> WHAT YOU WILL DO: From the entries below, count every line that contains the word "PoolEntry". Please give the number and nothing else.

(Saved entries)
· · ·
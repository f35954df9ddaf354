// Copyright © tabula 2024-present
//
// Licensed under the Apache License, Version 2.0 (the "License");
// you may not use this file except in compliance with the License.
// You may obtain a copy of the License at
//
//   https://www.apache.org/licenses/LICENSE-2.0
//
// Unless required by applicable law or agreed to in writing, software
// distributed under the License is distributed on an "AS IS" BASIS,
// WITHOUT WARRANTIES OR CONDITIONS OF ANY KIND, either express or implied.
// See the License for the specific language governing permissions and
// limitations under the License.

use std::cmp::Ordering;
use std::collections::BTreeMap;
use std::fmt;

use serde::{Deserialize, Serialize};

use crate::core::primitives::{Coord, EntityId, PlayerName, ZoneName};

/// A runtime value of the expression language.
///
/// Entities, players and zones are referenced by their stable identity
/// rather than held directly, so a value survives state snapshots and is
/// always resolved against the state being evaluated. [Value::StateRef] and
/// [Value::BoardRef] are the context bindings for the `state` and `board`
/// identifiers; they carry no data and resolve during evaluation.
#[derive(Debug, Clone, Default, Serialize, Deserialize)]
pub enum Value {
    #[default]
    Null,
    Bool(bool),
    Int(i64),
    Float(f64),
    Str(String),
    Coord(Coord),
    List(Vec<Value>),
    Map(BTreeMap<String, Value>),
    Entity(EntityId),
    Player(PlayerName),
    Zone(ZoneName),
    StateRef,
    BoardRef,
}

impl Value {
    /// Dynamic truthiness: null, false, zero, the empty string and empty
    /// collections are falsy; everything else (including any coordinate or
    /// reference) is truthy.
    pub fn truthy(&self) -> bool {
        match self {
            Value::Null => false,
            Value::Bool(b) => *b,
            Value::Int(n) => *n != 0,
            Value::Float(n) => *n != 0.0,
            Value::Str(s) => !s.is_empty(),
            Value::List(items) => !items.is_empty(),
            Value::Map(map) => !map.is_empty(),
            _ => true,
        }
    }

    pub fn is_null(&self) -> bool {
        matches!(self, Value::Null)
    }

    pub fn as_int(&self) -> Option<i64> {
        match self {
            Value::Int(n) => Some(*n),
            _ => None,
        }
    }

    pub fn as_f64(&self) -> Option<f64> {
        match self {
            Value::Int(n) => Some(*n as f64),
            Value::Float(n) => Some(*n),
            _ => None,
        }
    }

    pub fn as_str(&self) -> Option<&str> {
        match self {
            Value::Str(s) => Some(s),
            _ => None,
        }
    }

    pub fn as_entity(&self) -> Option<EntityId> {
        match self {
            Value::Entity(id) => Some(*id),
            _ => None,
        }
    }

    pub fn as_player(&self) -> Option<&PlayerName> {
        match self {
            Value::Player(name) => Some(name),
            _ => None,
        }
    }

    pub fn as_zone(&self) -> Option<&ZoneName> {
        match self {
            Value::Zone(name) => Some(name),
            _ => None,
        }
    }

    /// Reads this value as a board key, normalizing the `{x: …, y: …}`
    /// mapping representation into a coordinate.
    pub fn as_coord(&self) -> Option<Coord> {
        match self {
            Value::Coord(c) => Some(*c),
            Value::Map(map) => {
                let x = map.get("x")?.as_int()?;
                let y = map.get("y")?.as_int()?;
                Some(Coord::new(x, y))
            }
            _ => None,
        }
    }

    /// The `{x, y}` mapping form of a coordinate, used for the `start` and
    /// `target` context bindings.
    pub fn coord_map(coord: Coord) -> Value {
        let mut map = BTreeMap::new();
        map.insert("x".to_string(), Value::Int(coord.x));
        map.insert("y".to_string(), Value::Int(coord.y));
        Value::Map(map)
    }

    /// Numeric ordering across int/float, lexicographic over strings.
    /// Anything else (including null operands) is incomparable.
    pub fn compare(&self, other: &Value) -> Option<Ordering> {
        match (self, other) {
            (Value::Int(a), Value::Int(b)) => Some(a.cmp(b)),
            (Value::Str(a), Value::Str(b)) => Some(a.cmp(b)),
            _ => {
                let (a, b) = (self.as_f64()?, other.as_f64()?);
                a.partial_cmp(&b)
            }
        }
    }
}

impl PartialEq for Value {
    fn eq(&self, other: &Self) -> bool {
        match (self, other) {
            (Value::Null, Value::Null) => true,
            (Value::Bool(a), Value::Bool(b)) => a == b,
            (Value::Int(a), Value::Int(b)) => a == b,
            (Value::Float(a), Value::Float(b)) => a == b,
            (Value::Int(a), Value::Float(b)) | (Value::Float(b), Value::Int(a)) => {
                *a as f64 == *b
            }
            (Value::Str(a), Value::Str(b)) => a == b,
            (Value::Coord(a), Value::Coord(b)) => a == b,
            (Value::List(a), Value::List(b)) => a == b,
            (Value::Map(a), Value::Map(b)) => a == b,
            (Value::Entity(a), Value::Entity(b)) => a == b,
            (Value::Player(a), Value::Player(b)) => a == b,
            (Value::Zone(a), Value::Zone(b)) => a == b,
            (Value::StateRef, Value::StateRef) => true,
            (Value::BoardRef, Value::BoardRef) => true,
            _ => false,
        }
    }
}

impl fmt::Display for Value {
    fn fmt(&self, f: &mut fmt::Formatter<'_>) -> fmt::Result {
        match self {
            Value::Null => f.write_str("null"),
            Value::Bool(b) => write!(f, "{b}"),
            Value::Int(n) => write!(f, "{n}"),
            Value::Float(n) => write!(f, "{n}"),
            Value::Str(s) => f.write_str(s),
            Value::Coord(c) => write!(f, "{c}"),
            Value::List(items) => {
                f.write_str("[")?;
                for (i, item) in items.iter().enumerate() {
                    if i > 0 {
                        f.write_str(", ")?;
                    }
                    write!(f, "{item}")?;
                }
                f.write_str("]")
            }
            Value::Map(map) => {
                f.write_str("{")?;
                for (i, (key, value)) in map.iter().enumerate() {
                    if i > 0 {
                        f.write_str(", ")?;
                    }
                    write!(f, "{key}: {value}")?;
                }
                f.write_str("}")
            }
            Value::Entity(id) => write!(f, "entity{id}"),
            Value::Player(name) => write!(f, "{name}"),
            Value::Zone(name) => write!(f, "{name}"),
            Value::StateRef => f.write_str("state"),
            Value::BoardRef => f.write_str("board"),
        }
    }
}

impl From<bool> for Value {
    fn from(value: bool) -> Self {
        Value::Bool(value)
    }
}

impl From<i64> for Value {
    fn from(value: i64) -> Self {
        Value::Int(value)
    }
}

impl From<&str> for Value {
    fn from(value: &str) -> Self {
        Value::Str(value.to_string())
    }
}

impl From<String> for Value {
    fn from(value: String) -> Self {
        Value::Str(value)
    }
}

impl From<Coord> for Value {
    fn from(value: Coord) -> Self {
        Value::Coord(value)
    }
}

impl From<Vec<Value>> for Value {
    fn from(value: Vec<Value>) -> Self {
        Value::List(value)
    }
}

impl<T: Into<Value>> From<Option<T>> for Value {
    fn from(value: Option<T>) -> Self {
        value.map(Into::into).unwrap_or(Value::Null)
    }
}

impl From<&serde_json::Value> for Value {
    fn from(value: &serde_json::Value) -> Self {
        match value {
            serde_json::Value::Null => Value::Null,
            serde_json::Value::Bool(b) => Value::Bool(*b),
            serde_json::Value::Number(n) => match n.as_i64() {
                Some(i) => Value::Int(i),
                None => Value::Float(n.as_f64().unwrap_or(0.0)),
            },
            serde_json::Value::String(s) => Value::Str(s.clone()),
            serde_json::Value::Array(items) => {
                Value::List(items.iter().map(Value::from).collect())
            }
            serde_json::Value::Object(map) => Value::Map(
                map.iter().map(|(k, v)| (k.clone(), Value::from(v))).collect(),
            ),
        }
    }
}
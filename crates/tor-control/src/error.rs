//! Error types for control-port operations

use std::time::Duration;

/// Errors from the Tor control channel.
#[derive(Debug, thiserror::Error)]
pub enum Error {
    #[error("control port connection failed: {0}")]
    Connect(String),

    #[error("control port authentication failed: {0}")]
    Authentication(String),

    #[error("control command {command} rejected ({code}): {message}")]
    Rejected {
        command: String,
        code: u16,
        message: String,
    },

    #[error("malformed control reply: {0}")]
    Protocol(String),

    #[error("control port timed out after {}s", .0.as_secs())]
    Timeout(Duration),

    #[error("I/O error: {0}")]
    Io(String),
}

/// Result alias for control operations.
pub type Result<T> = std::result::Result<T, Error>;
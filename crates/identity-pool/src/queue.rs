//! FIFO of ready entries with an explicit membership set
//!
//! Membership is updated in the same critical section as the deque, so
//! "is this identity queued" never needs a scan of the queue contents.

use std::collections::{HashSet, VecDeque};

use tokio::sync::Mutex;

use crate::identity::{Identity, PoolEntry};

#[derive(Default)]
struct QueueInner {
    entries: VecDeque<PoolEntry>,
    members: HashSet<Identity>,
}

/// Ready-to-use entries in availability order.
#[derive(Default)]
pub struct WorkQueue {
    inner: Mutex<QueueInner>,
}

impl WorkQueue {
    pub fn new() -> Self {
        Self::default()
    }

    /// Append an entry. An identity already queued is handed back.
    pub async fn push(&self, entry: PoolEntry) -> std::result::Result<(), PoolEntry> {
        let mut inner = self.inner.lock().await;
        if !inner.members.insert(entry.identity().clone()) {
            return Err(entry);
        }
        inner.entries.push_back(entry);
        Ok(())
    }

    /// Take the oldest entry without waiting.
    pub async fn pop(&self) -> Option<PoolEntry> {
        let mut inner = self.inner.lock().await;
        let entry = inner.entries.pop_front()?;
        inner.members.remove(entry.identity());
        Some(entry)
    }

    /// Pull a specific identity out of the queue.
    pub async fn remove(&self, identity: &Identity) -> Option<PoolEntry> {
        let mut inner = self.inner.lock().await;
        if !inner.members.remove(identity) {
            return None;
        }
        let index = inner
            .entries
            .iter()
            .position(|e| e.identity() == identity)?;
        inner.entries.remove(index)
    }

    pub async fn contains(&self, identity: &Identity) -> bool {
        self.inner.lock().await.members.contains(identity)
    }

    pub async fn len(&self) -> usize {
        self.inner.lock().await.entries.len()
    }

    /// Queued identities, oldest first.
    pub async fn identities(&self) -> Vec<Identity> {
        let inner = self.inner.lock().await;
        inner.entries.iter().map(|e| e.identity().clone()).collect()
    }
}
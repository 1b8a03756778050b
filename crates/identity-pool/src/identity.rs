//! Identities, tags and the entries that bind them to sessions

use std::fmt;

use rand::RngExt;
use serde::{Deserialize, Serialize};
use tracing::debug;
use transport::HttpSession;

/// An exit address the anonymizing network currently routes through.
#[derive(Debug, Clone, PartialEq, Eq, Hash, PartialOrd, Ord, Serialize, Deserialize)]
#[serde(transparent)]
pub struct Identity(String);

impl Identity {
    pub fn new(address: impl Into<String>) -> Self {
        Self(address.into())
    }

    pub fn as_str(&self) -> &str {
        &self.0
    }
}

impl fmt::Display for Identity {
    fn fmt(&self, f: &mut fmt::Formatter<'_>) -> fmt::Result {
        f.write_str(&self.0)
    }
}

impl From<&str> for Identity {
    fn from(address: &str) -> Self {
        Self::new(address)
    }
}

/// Opaque numeric label stored next to each identity in the cache.
///
/// Persisted as the `port` field for compatibility with existing cache files.
/// Nothing reads it back for routing.
#[derive(Debug, Clone, Copy, PartialEq, Eq, Hash, PartialOrd, Ord, Serialize, Deserialize)]
#[serde(transparent)]
pub struct Tag(u16);

impl Tag {
    pub const MIN: u16 = 1024;

    pub fn new(value: u16) -> Self {
        Self(value)
    }

    /// Uniform in `1024..=65535`.
    pub fn random() -> Self {
        Self(rand::rng().random_range(Self::MIN..=u16::MAX))
    }

    pub fn value(&self) -> u16 {
        self.0
    }
}

impl fmt::Display for Tag {
    fn fmt(&self, f: &mut fmt::Formatter<'_>) -> fmt::Result {
        write!(f, "{}", self.0)
    }
}

/// An identity bound to the session that reaches it.
///
/// Owned by exactly one holder at a time: the work queue, the cached
/// reserve, or the worker that checked it out.
pub struct PoolEntry {
    identity: Identity,
    tag: Tag,
    session: Box<dyn HttpSession>,
}

impl PoolEntry {
    pub fn new(identity: Identity, tag: Tag, session: Box<dyn HttpSession>) -> Self {
        Self {
            identity,
            tag,
            session,
        }
    }

    pub fn identity(&self) -> &Identity {
        &self.identity
    }

    pub fn tag(&self) -> Tag {
        self.tag
    }

    pub fn session(&self) -> &dyn HttpSession {
        self.session.as_ref()
    }

    /// Close the session and return the identity it was bound to.
    pub fn close(self) -> Identity {
        debug!(identity = %self.identity, "closing session");
        self.identity
    }
}

impl fmt::Debug for PoolEntry {
    fn fmt(&self, f: &mut fmt::Formatter<'_>) -> fmt::Result {
        f.debug_struct("PoolEntry")
            .field("identity", &self.identity)
            .field("tag", &self.tag)
            .finish_non_exhaustive()
    }
}
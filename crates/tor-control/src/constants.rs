//! Tor endpoint defaults
//!
//! Ports match a stock `tor` daemon with `ControlPort 9051` enabled.

use std::net::{Ipv4Addr, SocketAddr, SocketAddrV4};
use std::time::Duration;

/// Default SOCKS5 listener of a local Tor daemon
pub const DEFAULT_SOCKS_ADDR: SocketAddr =
    SocketAddr::V4(SocketAddrV4::new(Ipv4Addr::LOCALHOST, 9050));

/// Default control port of a local Tor daemon
pub const DEFAULT_CONTROL_ADDR: SocketAddr =
    SocketAddr::V4(SocketAddrV4::new(Ipv4Addr::LOCALHOST, 9051));

/// Timeout for the SOCKS reachability check before a run starts
pub const REACHABILITY_TIMEOUT: Duration = Duration::from_secs(5);

/// Default bound on one control-port exchange
pub const DEFAULT_CONTROL_TIMEOUT: Duration = Duration::from_secs(10);

/// Control reply code for success
pub const REPLY_OK: u16 = 250;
· · ·
> OUTPUT OF THE TASK: 9